I am particularly interested in seeing a photo of the exuvia, if possible, and the remains of the egg sac. Did you happen to keep the sac? I wonder if any spiders will emerge and I wonder what it would look like if you opened it (assuming Sensei exited discretely). I suppose those are mutually exclusive.


----------



## Tomato (Jul 23, 2010)

Peter Clausen said:


> I am particularly interested in seeing a photo of the exuvia, if possible, and the remains of the egg sac. Did you happen to keep the sac? I wonder if any spiders will emerge and I wonder what it would look like if you opened it (assuming Sensei exited discretely). I suppose those are mutually exclusive.

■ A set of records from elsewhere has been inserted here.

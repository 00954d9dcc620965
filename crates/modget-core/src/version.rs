//! Hybrid version model.
//!
//! The registry and the on-disk module tree speak two version dialects: the
//! classical four-part form (`Major.Minor[.Build[.Revision]]`) and SemVer
//! 2.0. Planning happens entirely in SemVer space; this module owns the
//! bijection between the two and the boundary arithmetic used when turning
//! exclusive range bounds into inclusive ones.

use crate::error::Error;
use semver::{BuildMetadata, Prerelease, Version};
use std::cmp::Ordering;
use std::fmt;
use std::str::FromStr;

/// Upper bound for every classical version part.
pub const PART_MAX: u64 = i32::MAX as u64;

/// Build-metadata tag marking a SemVer as classical-originated.
const SYSTEM_VERSION_TAG: &str = "SYSTEMVERSION";
/// Classical source had no build part.
const NOBUILD_TAG: &str = "NOBUILD";
/// Classical source carried a revision part.
const HASREVISION_TAG: &str = "HASREVISION";

/// Prefix for the revision pre-release identifier. SemVer 2.0 forbids
/// leading zeroes in numeric pre-release identifiers, so the revision is
/// carried as an alphanumeric identifier zero-padded to ten digits; the
/// fixed prefix and width keep lexicographic order equal to numeric order.
const REVISION_PREFIX: &str = "rev";

/// The smallest version, used to materialise absent lower bounds.
#[must_use]
pub fn min_version() -> Version {
    Version::new(0, 0, 0)
}

/// The defined maximum version, used to materialise absent upper bounds.
#[must_use]
pub fn max_version() -> Version {
    Version::new(PART_MAX, PART_MAX, PART_MAX)
}

/// A classical `Major.Minor[.Build[.Revision]]` version.
///
/// `build` and `revision` are optional; a revision without a build part is
/// unrepresentable and rejected at construction.
#[derive(Debug, Clone, Copy, PartialEq, Eq)]
pub struct ClassicalVersion {
    pub major: u64,
    pub minor: u64,
    pub build: Option<u64>,
    pub revision: Option<u64>,
}

impl ClassicalVersion {
    /// Create a classical version, validating part bounds and shape.
    pub fn new(
        major: u64,
        minor: u64,
        build: Option<u64>,
        revision: Option<u64>,
    ) -> Result<Self, Error> {
        if revision.is_some() && build.is_none() {
            return Err(Error::invalid_argument(
                "classical version cannot have a revision without a build part",
            ));
        }
        for part in [Some(major), Some(minor), build, revision].into_iter().flatten() {
            if part > PART_MAX {
                return Err(Error::invalid_argument(format!(
                    "version part {part} exceeds the maximum of {PART_MAX}"
                )));
            }
        }
        Ok(Self {
            major,
            minor,
            build,
            revision,
        })
    }

    /// Convert into the SemVer representation.
    ///
    /// The conversion is lossless: the build metadata records which
    /// classical shape produced the SemVer, and [`to_classical`] inverts it.
    #[must_use]
    pub fn to_semver(&self) -> Version {
        match (self.build, self.revision) {
            (None, _) => Version {
                major: self.major,
                minor: self.minor,
                patch: 0,
                pre: Prerelease::EMPTY,
                build: BuildMetadata::new(&format!("{NOBUILD_TAG}.{SYSTEM_VERSION_TAG}"))
                    .unwrap(),
            },
            (Some(build), None) => Version::new(self.major, self.minor, build),
            (Some(build), Some(revision)) => Version {
                major: self.major,
                minor: self.minor,
                // The patch shift keeps a revision-bearing version newer
                // than its base patch but older than the next patch,
                // because pre-release sorts before release.
                patch: build + 1,
                pre: Prerelease::new(&format!("{REVISION_PREFIX}{revision:010}")).unwrap(),
                build: BuildMetadata::new(&format!("{HASREVISION_TAG}.{SYSTEM_VERSION_TAG}"))
                    .unwrap(),
            },
        }
    }
}

impl fmt::Display for ClassicalVersion {
    fn fmt(&self, f: &mut fmt::Formatter<'_>) -> fmt::Result {
        write!(f, "{}.{}", self.major, self.minor)?;
        if let Some(build) = self.build {
            write!(f, ".{build}")?;
        }
        if let Some(revision) = self.revision {
            write!(f, ".{revision}")?;
        }
        Ok(())
    }
}

impl FromStr for ClassicalVersion {
    type Err = Error;

    fn from_str(s: &str) -> Result<Self, Error> {
        let s = s.trim();
        if s.is_empty() {
            return Err(Error::invalid_argument("empty version string"));
        }
        let parts: Vec<&str> = s.split('.').collect();
        if parts.len() < 2 {
            return Err(Error::invalid_argument(format!(
                "classical version '{s}' needs at least major and minor parts"
            )));
        }
        if parts.len() > 4 {
            return Err(Error::invalid_argument(format!(
                "classical version '{s}' has more than four parts"
            )));
        }
        let mut numbers = Vec::with_capacity(parts.len());
        for part in &parts {
            let n: u64 = part.parse().map_err(|_| {
                Error::invalid_argument(format!("invalid version part '{part}' in '{s}'"))
            })?;
            numbers.push(n);
        }
        Self::new(
            numbers[0],
            numbers[1],
            numbers.get(2).copied(),
            numbers.get(3).copied(),
        )
    }
}

impl Ord for ClassicalVersion {
    fn cmp(&self, other: &Self) -> Ordering {
        // An absent part sorts below zero, matching the -1 sentinel of the
        // classical scheme.
        let key = |v: &Self| {
            (
                v.major,
                v.minor,
                v.build.map_or(-1i64, |b| b as i64),
                v.revision.map_or(-1i64, |r| r as i64),
            )
        };
        key(self).cmp(&key(other))
    }
}

impl PartialOrd for ClassicalVersion {
    fn partial_cmp(&self, other: &Self) -> Option<Ordering> {
        Some(self.cmp(other))
    }
}

/// Whether this SemVer was produced from a classical version.
#[must_use]
pub fn is_classical_origin(version: &Version) -> bool {
    version
        .build
        .as_str()
        .split('.')
        .any(|tag| tag == SYSTEM_VERSION_TAG)
}

/// Convert a SemVer back into its classical form.
///
/// Follows the conversion markers when present. A SemVer without markers
/// maps directly to `Major.Minor.Patch`; pre-release and build labels on
/// such a version are dropped with a warning.
pub fn to_classical(version: &Version) -> Result<ClassicalVersion, Error> {
    let tags: Vec<&str> = version.build.as_str().split('.').collect();

    if !is_classical_origin(version) {
        if !version.pre.is_empty() || !version.build.is_empty() {
            tracing::warn!(
                version = %version,
                "dropping pre-release/build labels while converting to a classical version"
            );
        }
        return ClassicalVersion::new(
            version.major,
            version.minor,
            Some(version.patch),
            None,
        );
    }

    if tags.contains(&NOBUILD_TAG) {
        return ClassicalVersion::new(version.major, version.minor, None, None);
    }

    if tags.contains(&HASREVISION_TAG) {
        if version.patch == 0 {
            return Err(Error::invalid_argument(format!(
                "revision-marked version '{version}' has a zero patch"
            )));
        }
        let revision: u64 = version
            .pre
            .as_str()
            .strip_prefix(REVISION_PREFIX)
            .and_then(|digits| digits.parse().ok())
            .ok_or_else(|| {
                Error::invalid_argument(format!(
                    "revision-marked version '{version}' has a malformed pre-release label"
                ))
            })?;
        return ClassicalVersion::new(
            version.major,
            version.minor,
            Some(version.patch - 1),
            Some(revision),
        );
    }

    Err(Error::invalid_argument(format!(
        "version '{version}' carries an unrecognised conversion marker"
    )))
}

/// Parse a version string that may be in either dialect.
///
/// Classical is tried first; anything it rejects falls back to a SemVer
/// literal. An empty string fails with `InvalidArgument`.
pub fn parse_either(input: &str) -> Result<Version, Error> {
    let input = input.trim();
    if input.is_empty() {
        return Err(Error::invalid_argument("empty version string"));
    }
    if let Ok(classical) = ClassicalVersion::from_str(input) {
        return Ok(classical.to_semver());
    }
    Version::parse(input)
        .map_err(|e| Error::invalid_argument(format!("invalid version '{input}': {e}")))
}

/// The directory/file label for a resolved version.
///
/// Classical-originated versions use their classical spelling so the local
/// scanner (which parses folder names as classical versions) can find them
/// again; plain SemVer releases print as `M.m.p`; anything else keeps its
/// full SemVer form.
#[must_use]
pub fn folder_name(version: &Version) -> String {
    if is_classical_origin(version) {
        if let Ok(classical) = to_classical(version) {
            return classical.to_string();
        }
    }
    if version.pre.is_empty() && version.build.is_empty() {
        return format!("{}.{}.{}", version.major, version.minor, version.patch);
    }
    version.to_string()
}

fn strip_labels(version: &Version, op: &str) -> Version {
    // Conversion-marker labels are ours; only foreign labels get a warning.
    if !is_classical_origin(version) && (!version.pre.is_empty() || !version.build.is_empty()) {
        tracing::warn!(version = %version, "dropping pre-release/build labels for {op}");
    }
    Version::new(version.major, version.minor, version.patch)
}

/// Step a version down by the smallest representable amount.
pub fn decrement(version: &Version) -> Result<Version, Error> {
    let v = strip_labels(version, "decrement");
    if v.patch > 0 {
        Ok(Version::new(v.major, v.minor, v.patch - 1))
    } else if v.minor > 0 {
        Ok(Version::new(v.major, v.minor - 1, PART_MAX))
    } else if v.major > 0 {
        Ok(Version::new(v.major - 1, PART_MAX, PART_MAX))
    } else {
        Err(Error::invalid_argument("cannot decrement version 0.0.0"))
    }
}

/// Step a version up by the smallest representable amount, saturating each
/// field at the part maximum and cascading into the next-higher field.
pub fn increment(version: &Version) -> Result<Version, Error> {
    let v = strip_labels(version, "increment");
    if v.patch < PART_MAX {
        Ok(Version::new(v.major, v.minor, v.patch + 1))
    } else if v.minor < PART_MAX {
        Ok(Version::new(v.major, v.minor + 1, 0))
    } else if v.major < PART_MAX {
        Ok(Version::new(v.major + 1, 0, 0))
    } else {
        Err(Error::invalid_argument(
            "cannot increment the maximum version",
        ))
    }
}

Unfortunately, I was not thinking carefully at the time. I threw out the exuvia, along with the egg sac, when I let the _C. mildei_ go. Fortunately, however, there is an exuvia stuck to the base of one of our outdoor lights which is identical to the one left by Sensei. For now, I've left it alone, though I might go and take it later and get some better pictures of it.






I can tell you that no spiders emerged from the egg sac, though it never showed any obvious signs of rupture. Admittedly, I did not examine it at all before getting rid of it. My excuse for such poor form is that, at the time, I still thought I had some weird looking mantid nymph and I was utterly puzzled as to how it got in that little jar. I had no clue that I should have been poking around that spider egg sac...






-Tomato


----------



## Tomato (Jul 23, 2010)

hibiscusmile said:


> Iwouldlove to have some, they are unbelievable!


You can probably find them in your area if you look hard enough and get lucky. I did see another live individual a few weeks ago, in fact. Our back door has a large window on it, and at night, the light from the room attracts lots of bugs, so this other individual that I found was hanging out on the glass, having an evening meal. I also have seen at least two green lacewings this summer (one of them was at a train station in New York City!). Beyond Sensei and that other individual, however, I have not seen any mantispids and I would not be surprised if the exuvia in the photo belongs to that other guy that I saw on the door glass. They do not appear to be particularly common. I read on the 'net that they are elusive, but may occur in larger numbers in some years. That explains why this is the first time in my life of watching bugs that I have ever seen this creature.

-Tomato


----------



## Peter Clausen (Jul 24, 2010)

Awesome that you were able to find and take that photo...thank you!

I was mostly interested to see it because I thought it might shed some light on what the larva would look like. Not much help in that regard, but it is fun to imagine what the larvae might look like!

Take a look at Tomato's molt photo and think...

I imagine something crawling out of that skin resembling the Fiji mermaids you see at Ripley's Believe It Or Not Museums  Just for the sake of fun I'll imagine them to look like that until I see a photo proving otherwise!

Fiji Mermaid Photos


----------



## yeatzee (Jul 24, 2010)

This is incredible Tomato! I'll have to start a thread like yours for my 3. They look noticeably different than yours, and are much much smaller. I just took a few shots of the smallest of the group and will post them later.

Mine do not seem aggressive by any means... fingers crossed they even eat


----------



## Tomato (Jul 24, 2010)

yeatzee said:


> This is incredible Tomato! I'll have to start a thread like yours for my 3. They look noticeably different than yours, and are much much smaller. I just took a few shots of the smallest of the group and will post them later.
> 
> Mine do not seem aggressive by any means... fingers crossed they even eat


Live prey isn't enough, it's gotta be alive and _moving_. These guys are very visual and highly sensitive to movement (Sensei notices immediately, for instance, when I walk in the room, and he jumps back a little). Don't bother trying to dump lots of bugs in there with them either. If they don't eat, leave a single feed insect in there and by the morning it will be eaten. If not, take it out and let it go and get another one. That is how I have fed Sensei so far, and it seems to work.

-Tomato


----------



## Tomato (Jul 26, 2010)

Peter Clausen said:


> Awesome that you were able to find and take that photo...thank you!
> 
> I was mostly interested to see it because I thought it might shed some light on what the larva would look like. Not much help in that regard, but it is fun to imagine what the larvae might look like!
> 
> ...


AARG I can't believe this happened in a jar in my room and I missed it!!!!!! Bug Guide has an amazing photo sequence showing _Dicromantispa spp._ (Sensei is _D. sayi_...almost sure of that) having emerged from a spider's egg sac and molting: http://bugguide.net/node/view/89526/bgimage

-Tomato


----------